■ PROBLEM DETAILS:
Starting at the top of the entries below, set down every line exactly, please, until you reach the line with "- outbound frames", which is included too.

- - - - - - -

//! Message channel: public API and socket task.
//!
//! One [`MessageChannel`] multiplexes request/response pairs and topic
//! subscriptions over a single socket. Sends while disconnected are
//! queued and drained, in order, on the next successful connect. There
//! is no automatic reconnect: connection loss is terminal until the
//! caller connects again, announced through the lifecycle events.
//!
//! # Socket task
//!
//! Each successful connect spawns one task that owns the socket for its
//! epoch. The task `select!`s over:
//!
//! - outbound frames handed over by the state machine,
//! - inbound frames, fed back into the state machine,
//! - the heartbeat timer, a one-shot rearmed after every firing.
//!
//! On socket error or close the task tears down the channel state and
//! broadcasts the matching lifecycle event, then exits. A task from a
//! previous epoch cannot touch the state of a newer connection.

// ============================================================================
// Imports
// ============================================================================

use std::sync::Arc;
use std::sync::atomic::{AtomicBool, Ordering};
use std::time::Duration;

use futures_util::{SinkExt, StreamExt};
use parking_lot::Mutex;
use serde_json::Value;
use tokio::sync::{broadcast, mpsc, oneshot};
use tokio::time::{Instant, sleep};
use tokio_tungstenite::tungstenite::Message;
use tokio_util::sync::CancellationToken;
use tracing::{debug, error, trace};

use crate::config::Credentials;
use crate::error::{Error, Result};
use crate::protocol;

use super::LifecycleEvent;
use super::core::{ChannelCore, ConnectionState, TopicCallback};
use super::session::{SessionNegotiator, WsStream};

// ============================================================================
// Constants
// ============================================================================

/// Heartbeat period (30s per protocol).
const HEARTBEAT_PERIOD: Duration = Duration::from_millis(30_000);

/// Close code reported when the peer sent no close frame.
const CLOSE_NO_STATUS: u16 = 1005;

/// Close code reported when the stream ended without a close handshake.
const CLOSE_ABNORMAL: u16 = 1006;

// ============================================================================
// MessageChannel
// ============================================================================

/// A stateful, single-connection WebSocket client.
///
/// Cheap to clone; clones share the same connection and state.
#[derive(Clone)]
pub struct MessageChannel {
    core: Arc<Mutex<ChannelCore>>,
    negotiator: Arc<dyn SessionNegotiator>,
    credentials: Credentials,
    heartbeat_period: Duration,
}

impl MessageChannel {
    /// Creates a disconnected channel.
    #[must_use]
    pub fn new(credentials: Credentials, negotiator: Arc<dyn SessionNegotiator>) -> Self {
        Self {
            core: Arc::new(Mutex::new(ChannelCore::new())),
            negotiator,
            credentials,
            heartbeat_period: HEARTBEAT_PERIOD,
        }
    }

    /// Overrides the heartbeat period.
    #[inline]
    #[must_use]
    pub fn with_heartbeat_period(mut self, period: Duration) -> Self {
        self.heartbeat_period = period;
        self
    }

    /// Current connection state.
    #[inline]
    #[must_use]
    pub fn state(&self) -> ConnectionState {
        self.core.lock().state()
    }

    /// Registers a lifecycle observer.
    ///
    /// Events: [`LifecycleEvent::Open`] after each successful connect,
    /// [`LifecycleEvent::Close`] with the peer's code and reason, and
    /// [`LifecycleEvent::Error`] on socket failure.
    #[must_use]
    pub fn lifecycle(&self) -> broadcast::Receiver<LifecycleEvent> {
        self.core.lock().lifecycle_receiver()
    }

    /// Connects the channel.
    ///
    /// A no-op when already connected. Otherwise negotiates a session,
    /// spawns the socket task, drains the outbound queue in FIFO order,
    /// and broadcasts [`LifecycleEvent::Open`].
    ///
    /// # Errors
    ///
    /// - [`Error::Handshake`] if session negotiation fails; the channel
    ///   stays disconnected and its queue is preserved
    /// - [`Error::Connection`] if the socket cannot be opened
    pub async fn connect(&self) -> Result<()> {
        if !self.core.lock().begin_connect() {
            trace!("connect: already connected");
            return Ok(());
        }

        let socket = match self.negotiator.connect(&self.credentials).await {
            Ok(socket) => socket,
            Err(e) => {
                self.core.lock().abort_connect();
                return Err(e);
            }
        };

        let epoch = self.core.lock().epoch();
        let (writer_tx, writer_rx) = mpsc::unbounded_channel();

        tokio::spawn(run_socket(
            Arc::clone(&self.core),
            socket,
            writer_rx,
            epoch,
            self.heartbeat_period,
        ));

        self.core.lock().open(epoch, writer_tx);
        debug!(epoch, "channel connected");
        Ok(())
    }

    /// Sends a message and awaits its correlated reply body.
    ///
    /// The message is stamped with the next message identifier. While
    /// disconnected the transmit is queued; the reply then only arrives
    /// after a successful connect.
    ///
    /// # Errors
    ///
    /// - [`Error::Reply`] when the server answers with `head.ok == false`
    /// - [`Error::ConnectionClosed`] when the connection is torn down
    ///   before the reply arrives
    pub async fn send(&self, message: Value) -> Result<Value> {
        let rx = self.core.lock().send_expect_reply(message)?;
        rx.await.map_err(|_| Error::ConnectionClosed)?
    }

    /// Sends a message with no reply tracking.
    ///
    /// # Errors
    ///
    /// Returns [`Error::Json`] if the message cannot be serialized.
    pub fn send_no_reply(&self, message: &Value) -> Result<()> {
        self.core.lock().send_no_reply(message)
    }

    /// Subscribes a callback to a topic.
    ///
    /// A topic starting with `/` is a path; anything else is a flow id.
    /// The first subscription to a topic transmits one subscribe control
    /// message; the callback joins the dispatch set once that message is
    /// acknowledged ([`Subscription::acknowledged`]).
    ///
    /// # Errors
    ///
    /// Returns [`Error::Json`] if the control message cannot be built.
    pub fn subscribe(
        &self,
        topic: &str,
        callback: impl Fn(&Value) + Send + Sync + 'static,
    ) -> Result<Subscription> {
        let callback: TopicCallback = Arc::new(callback);
        let (callback_id, ack) = self.core.lock().subscribe(topic, callback)?;

        Ok(Subscription {
            inner: Arc::new(SubscriptionInner {
                core: Arc::clone(&self.core),
                topic: topic.to_string(),
                callback_id,
                active: AtomicBool::new(true),
            }),
            ack,
        })
    }

    /// Subscribes a callback whose lifetime is bound to a cancellation
    /// scope: when `scope` is cancelled, the subscription is removed
    /// exactly once.
    ///
    /// # Errors
    ///
    /// Same as [`MessageChannel::subscribe`].
    pub fn subscribe_scoped(
        &self,
        topic: &str,
        callback: impl Fn(&Value) + Send + Sync + 'static,
        scope: &CancellationToken,
    ) -> Result<Subscription> {
        let subscription = self.subscribe(topic, callback)?;
        subscription.bind(scope);
        Ok(subscription)
    }
}

// ============================================================================
// Subscription
// ============================================================================

struct SubscriptionInner {
    core: Arc<Mutex<ChannelCore>>,
    topic: String,
    callback_id: u64,
    active: AtomicBool,
}

impl SubscriptionInner {
    fn unsubscribe(&self) {
        // Swap makes removal exactly-once across handle, scope task,
        // and repeated calls.
        if self.active.swap(false, Ordering::SeqCst) {
            self.core.lock().unsubscribe(&self.topic, self.callback_id);
        }
    }
}

/// Handle to one registered topic callback.
///
/// Dropping the handle does NOT unsubscribe; call
/// [`Subscription::unsubscribe`] or bind it to a cancellation scope.
pub struct Subscription {
    inner: Arc<SubscriptionInner>,
    ack: Option<oneshot::Receiver<Result<()>>>,
}

impl Subscription {
    /// The subscribed topic.
    #[inline]
    #[must_use]
    pub fn topic(&self) -> &str {
        &self.inner.topic
    }

    /// Waits for the subscribe acknowledgment.
    ///
    /// Resolves immediately when the topic's registration was already
    /// acknowledged, and on every later call.
    ///
    /// # Errors
    ///
    /// - [`Error::Reply`] when the server rejects the subscribe
    /// - [`Error::ConnectionClosed`] when the connection is torn down
    ///   before the acknowledgment arrives
    pub async fn acknowledged(&mut self) -> Result<()> {
        match self.ack.take() {
            None => Ok(()),
            Some(rx) => rx.await.map_err(|_| Error::ConnectionClosed)?,
        }
    }

    /// Removes the callback from the topic's dispatch set.
    ///
    /// Removing the last callback for a topic transmits one
    /// fire-and-forget unsubscribe control message. Idempotent.
    pub fn unsubscribe(&self) {
        self.inner.unsubscribe();
    }

    /// Binds the subscription to a cancellation scope: cancellation
    /// triggers [`Subscription::unsubscribe`] exactly once.
    pub fn bind(&self, scope: &CancellationToken) {
        let inner = Arc::clone(&self.inner);
        let token = scope.clone();
        tokio::spawn(async move {
            token.cancelled().await;
            inner.unsubscribe();
        });
    }
}

// ============================================================================
// Socket Task
// ============================================================================

/// Owns the socket for one connection epoch.
async fn run_socket(
    core: Arc<Mutex<ChannelCore>>,
    socket: WsStream,
    mut writer_rx: mpsc::UnboundedReceiver<String>,
    epoch: u64,
    heartbeat_period: Duration,
) {
    let (mut sink, mut stream) = socket.split();
    let heartbeat = sleep(heartbeat_period);
    tokio::pin!(heartbeat);

    loop {
        tokio::select! {
            () = heartbeat.as_mut() => {
                trace!("heartbeat");
                let frame = protocol::heartbeat().to_string();
                if let Err(e) = sink.send(Message::Text(frame.into())).await {
                    error!(error = %e, "heartbeat write failed");
                    fail(&core, epoch);
                    return;
                }
                heartbeat.as_mut().reset(Instant::now() + heartbeat_period);
            }

            outbound = writer_rx.recv() => {
                match outbound {
                    Some(text) => {
                        if let Err(e) = sink.send(Message::Text(text.into())).await {
                            error!(error = %e, "socket write failed");
                            fail(&core, epoch);
                            return;
                        }
                    }
                    // Writer handle discarded by cleanup: this epoch is
                    // over, close the socket quietly.
                    None => {
                        let _ = sink.close().await;
                        return;
                    }
                }
            }

            inbound = stream.next() => {
                match inbound {
                    Some(Ok(Message::Text(text))) => {
                        let batch = core.lock().receive(text.as_str());
                        for (callback, value) in batch {
                            callback(&value);
                        }
                    }

                    Some(Ok(Message::Close(frame))) => {
                        let (code, reason) = frame
                            .map(|f| (u16::from(f.code), f.reason.as_str().to_string()))
                            .unwrap_or((CLOSE_NO_STATUS, String::new()));
                        debug!(code, "socket closed by peer");
                        close(&core, epoch, code, reason);
                        return;
                    }

                    Some(Err(e)) => {
                        error!(error = %e, "socket error");
                        fail(&core, epoch);
                        return;
                    }

                    None => {
                        debug!("socket stream ended");
                        close(&core, epoch, CLOSE_ABNORMAL, String::new());
                        return;
                    }

                    // Ignore Binary, Ping, Pong, Frame
                    Some(Ok(_)) => {}
                }
            }
        }
    }
}

/// Cleanup then broadcast the error lifecycle event.
fn fail(core: &Arc<Mutex<ChannelCore>>, epoch: u64) {
    let mut core = core.lock();
    if core.cleanup(epoch) {
        core.notify(LifecycleEvent::Error);
    }
}

/// Cleanup then broadcast the close lifecycle event.
fn close(core: &Arc<Mutex<ChannelCore>>, epoch: u64, code: u16, reason: String) {
    let mut core = core.lock();
    if core.cleanup(epoch) {
        core.notify(LifecycleEvent::Close { code, reason });
    }
}

// ============================================================================
// Tests
// ============================================================================

#[cfg(test)]
mod tests {
    use super::*;

    use async_trait::async_trait;

    /// Negotiator that always rejects the handshake.
    struct RefusingNegotiator;

    #[async_trait]
    impl SessionNegotiator for RefusingNegotiator {
        async fn connect(&self, _credentials: &Credentials) -> Result<WsStream> {
            Err(Error::handshake("refused"))
        }
    }

    fn channel() -> MessageChannel {
        MessageChannel::new(
            Credentials::new("acct", "tok"),
            Arc::new(RefusingNegotiator),
        )
    }

    #[tokio::test]
    async fn test_failed_handshake_leaves_channel_disconnected() {
        let channel = channel();

        let err = channel.connect().await.unwrap_err();
        assert!(matches!(err, Error::Handshake { .. }));
        assert_eq!(channel.state(), ConnectionState::Disconnected);
    }

    #[tokio::test]
    async fn test_unsubscribe_is_idempotent_across_clones() {
        let channel = channel();

        let subscription = channel.subscribe("f1", |_| {}).expect("subscribe");
        assert_eq!(channel.core.lock().subscription_count(), 1);

        subscription.unsubscribe();
        subscription.unsubscribe();
        assert_eq!(channel.core.lock().subscription_count(), 0);
    }

    #[tokio::test]
    async fn test_scope_cancellation_unsubscribes_once() {
        let channel = channel();
        let scope = CancellationToken::new();

        let _subscription = channel
            .subscribe_scoped("f1", |_| {}, &scope)
            .expect("subscribe");
        assert_eq!(channel.core.lock().subscription_count(), 1);

        scope.cancel();
        // The teardown task runs on the same runtime; yield until it has.
        for _ in 0..50 {
            tokio::task::yield_now().await;
            if channel.core.lock().subscription_count() == 0 {
                break;
            }
        }
        assert_eq!(channel.core.lock().subscription_count(), 0);
    }

    #[tokio::test]
    async fn test_send_while_disconnected_queues() {
        let channel = channel();
        // The reply future stays pending; only the queueing is observed.
        let _pending = {
            let mut core = channel.core.lock();
            core.send_expect_reply(serde_json::json!({"object": "flow"}))
                .expect("send")
        };
        assert_eq!(channel.core.lock().pending_count(), 1);
    }
}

- - - - - - -

■ REPLY:
//! Message channel: public API and socket task.
//!
//! One [`MessageChannel`] multiplexes request/response pairs and topic
//! subscriptions over a single socket. Sends while disconnected are
//! queued and drained, in order, on the next successful connect. There
//! is no automatic reconnect: connection loss is terminal until the
//! caller connects again, announced through the lifecycle events.
//!
//! # Socket task
//!
//! Each successful connect spawns one task that owns the socket for its
//! epoch. The task `select!`s over:
//!
//! - outbound frames handed over by the state machine,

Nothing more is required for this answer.